• Assignment: Return the full listing exactly as it is written.

• Data for this exercise:
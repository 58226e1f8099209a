//! Fixed-step simulation clock
//!
//! Hosts feed variable frame lengths in; the clock hands back how many
//! fixed movement ticks are due.

use serde::{Deserialize, Serialize};
use thiserror::Error;

/// Configuration for simulation time
#[derive(Debug, Clone, Serialize, Deserialize)]
#[serde(default)]
pub struct TimeConfig {
    /// Simulated seconds per real second
    pub time_scale: f32,
    /// Length of one movement tick (seconds)
    pub fixed_timestep: f32,
    /// Longest frame accepted before clamping (seconds)
    pub max_delta_time: f32,
}

impl Default for TimeConfig {
    fn default() -> Self {
        Self {
            time_scale: 1.0,
            fixed_timestep: 1.0 / 60.0,
            max_delta_time: 0.25,
        }
    }
}

/// Rejected time configuration
#[derive(Debug, Clone, PartialEq, Error)]
pub enum TimeConfigError {
    #[error("'{field}' must be a finite number greater than zero, got {value}")]
    NotPositive { field: &'static str, value: f32 },
}

impl TimeConfig {
    /// Every value must be finite and positive, or the clock would stall
    pub fn validate(&self) -> Result<(), TimeConfigError> {
        for (field, value) in [
            ("time_scale", self.time_scale),
            ("fixed_timestep", self.fixed_timestep),
            ("max_delta_time", self.max_delta_time),
        ] {
            if !(value.is_finite() && value > 0.0) {
                return Err(TimeConfigError::NotPositive { field, value });
            }
        }
        Ok(())
    }
}

/// Accumulates frame time into fixed ticks
#[derive(Debug, Clone, Default)]
pub struct GameTime {
    pub config: TimeConfig,
    accumulator: f32,
}

impl GameTime {
    pub fn new(config: TimeConfig) -> Self {
        Self {
            config,
            accumulator: 0.0,
        }
    }

    /// Add one frame. Negative or NaN frames count as zero; long frames are clamped.
    pub fn update(&mut self, raw_delta: f32) {
        let delta = raw_delta.max(0.0).min(self.config.max_delta_time.max(0.0));
        self.accumulator += delta * self.config.time_scale;
    }

    /// Number of fixed ticks now due; consumes them from the accumulator
    pub fn fixed_steps(&mut self) -> u32 {
        let step = self.config.fixed_timestep;
        if !(step > 0.0) {
            return 0;
        }

        let mut steps = 0;
        while self.accumulator >= step {
            self.accumulator -= step;
            steps += 1;
        }
        steps
    }
}

#[cfg(test)]
mod tests {
    use super::*;

    #[test]
    fn test_fixed_steps_accumulate() {
        let mut time = GameTime::new(TimeConfig {
            fixed_timestep: 0.25,
            ..Default::default()
        });

        time.update(0.125);
        assert_eq!(time.fixed_steps(), 0);

        time.update(0.125);
        assert_eq!(time.fixed_steps(), 1);

        time.update(0.375);
        assert_eq!(time.fixed_steps(), 1);

        time.update(0.125);
        assert_eq!(time.fixed_steps(), 1);
    }

    #[test]
    fn test_long_frame_is_clamped() {
        let mut time = GameTime::new(TimeConfig {
            fixed_timestep: 0.125,
            max_delta_time: 0.25,
            ..Default::default()
        });
        time.update(5.0);
        assert_eq!(time.fixed_steps(), 2);
    }

    #[test]
    fn test_time_scale() {
        let mut time = GameTime::new(TimeConfig {
            fixed_timestep: 0.125,
            time_scale: 2.0,
            ..Default::default()
        });
        time.update(0.125);
        assert_eq!(time.fixed_steps(), 2);
    }

    #[test]
    fn test_validate_rejects_stalling_config() {
        assert!(TimeConfig::default().validate().is_ok());

        for max_delta_time in [-1.0, 0.0, f32::NAN] {
            let config = TimeConfig {
                max_delta_time,
                ..Default::default()
            };
            assert!(matches!(
                config.validate(),
                Err(TimeConfigError::NotPositive { field: "max_delta_time", .. })
            ));
        }

        let config = TimeConfig {
            fixed_timestep: 0.0,
            ..Default::default()
        };
        assert!(config.validate().is_err());
    }

    #[test]
    fn test_bad_max_delta_does_not_panic() {
        let mut time = GameTime::new(TimeConfig {
            max_delta_time: -1.0,
            ..Default::default()
        });
        time.update(0.016);
        assert_eq!(time.fixed_steps(), 0);

        time.config.max_delta_time = f32::NAN;
        time.update(0.016);
        assert_eq!(time.fixed_steps(), 0);
    }
}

• Response:
repository 58226e1f8099209a
//! Fixed-step simulation clock
//!
//! Hosts feed variable frame lengths in; the clock hands back how many
//! fixed movement ticks are due.

use serde::{Deserialize, Serialize};
use thiserror::Error;

/// Configuration for simulation time
#[derive(Debug, Clone, Serialize, Deserialize)]
#[serde(default)]
pub struct TimeConfig {
    /// Simulated seconds per real second
    pub time_scale: f32,
    /// Length of one movement tick (seconds)
    pub fixed_timestep: f32,
    /// Longest frame accepted before clamping (seconds)
    pub max_delta_time: f32,
}

impl Default for TimeConfig {
    fn default() -> Self {
        Self {
            time_scale: 1.0,
            fixed_timestep: 1.0 / 60.0,
            max_delta_time: 0.25,
        }
    }
}

/// Rejected time configuration
#[derive(Debug, Clone, PartialEq, Error)]
pub enum TimeConfigError {
    #[error("'{field}' must be a finite number greater than zero, got {value}")]
    NotPositive { field: &'static str, value: f32 },
}

impl TimeConfig {
    /// Every value must be finite and positive, or the clock would stall
    pub fn validate(&self) -> Result<(), TimeConfigError> {
        for (field, value) in [
            ("time_scale", self.time_scale),
            ("fixed_timestep", self.fixed_timestep),
            ("max_delta_time", self.max_delta_time),
        ] {
            if !(value.is_finite() && value > 0.0) {
                return Err(TimeConfigError::NotPositive { field, value });
            }
        }
        Ok(())
    }
}

/// Accumulates frame time into fixed ticks
#[derive(Debug, Clone, Default)]
pub struct GameTime {
    pub config: TimeConfig,
    accumulator: f32,
}

impl GameTime {
    pub fn new(config: TimeConfig) -> Self {
        Self {
            config,
            accumulator: 0.0,
        }
    }

    /// Add one frame. Negative or NaN frames count as zero; long frames are clamped.
    pub fn update(&mut self, raw_delta: f32) {
        let delta = raw_delta.max(0.0).min(self.config.max_delta_time.max(0.0));
        self.accumulator += delta * self.config.time_scale;
    }

    /// Number of fixed ticks now due; consumes them from the accumulator
    pub fn fixed_steps(&mut self) -> u32 {
        let step = self.config.fixed_timestep;
        if !(step > 0.0) {
            return 0;
        }

        let mut steps = 0;
        while self.accumulator >= step {
            self.accumulator -= step;
            steps += 1;
        }
        steps
    }
}

#[cfg(test)]
mod tests {
    use super::*;

    #[test]
    fn test_fixed_steps_accumulate() {
        let mut time = GameTime::new(TimeConfig {
            fixed_timestep: 0.25,
            ..Default::default()
        });

        time.update(0.125);
        assert_eq!(time.fixed_steps(), 0);

        time.update(0.125);
        assert_eq!(time.fixed_steps(), 1);

        time.update(0.375);
        assert_eq!(time.fixed_steps(), 1);

        time.update(0.125);
        assert_eq!(time.fixed_steps(), 1);
    }

    #[test]
    fn test_long_frame_is_clamped() {
        let mut time = GameTime::new(TimeConfig {
            fixed_timestep: 0.125,
            max_delta_time: 0.25,
            ..Default::default()
        });
        time.update(5.0);
        assert_eq!(time.fixed_steps(), 2);
    }

    #[test]
    fn test_time_scale() {
        let mut time = GameTime::new(TimeConfig {
            fixed_timestep: 0.125,
            time_scale: 2.0,
            ..Default::default()
        });
        time.update(0.125);
        assert_eq!(time.fixed_steps(), 2);
    }

    #[test]
    fn test_validate_rejects_stalling_config() {
        assert!(TimeConfig::default().validate().is_ok());

        for max_delta_time in [-1.0, 0.0, f32::NAN] {
            let config = TimeConfig {
                max_delta_time,
                ..Default::default()
            };
            assert!(matches!(
                config.validate(),
                Err(TimeConfigError::NotPositive { field: "max_delta_time", .. })
            ));
        }

        let config = TimeConfig {
            fixed_timestep: 0.0,
            ..Default::default()
        };
        assert!(config.validate().is_err());
    }

    #[test]
    fn test_bad_max_delta_does_not_panic() {
        let mut time = GameTime::new(TimeConfig {
            max_delta_time: -1.0,
            ..Default::default()
        });
        time.update(0.016);
        assert_eq!(time.fixed_steps(), 0);

        time.config.max_delta_time = f32::NAN;
        time.update(0.016);
        assert_eq!(time.fixed_steps(), 0);
    }
}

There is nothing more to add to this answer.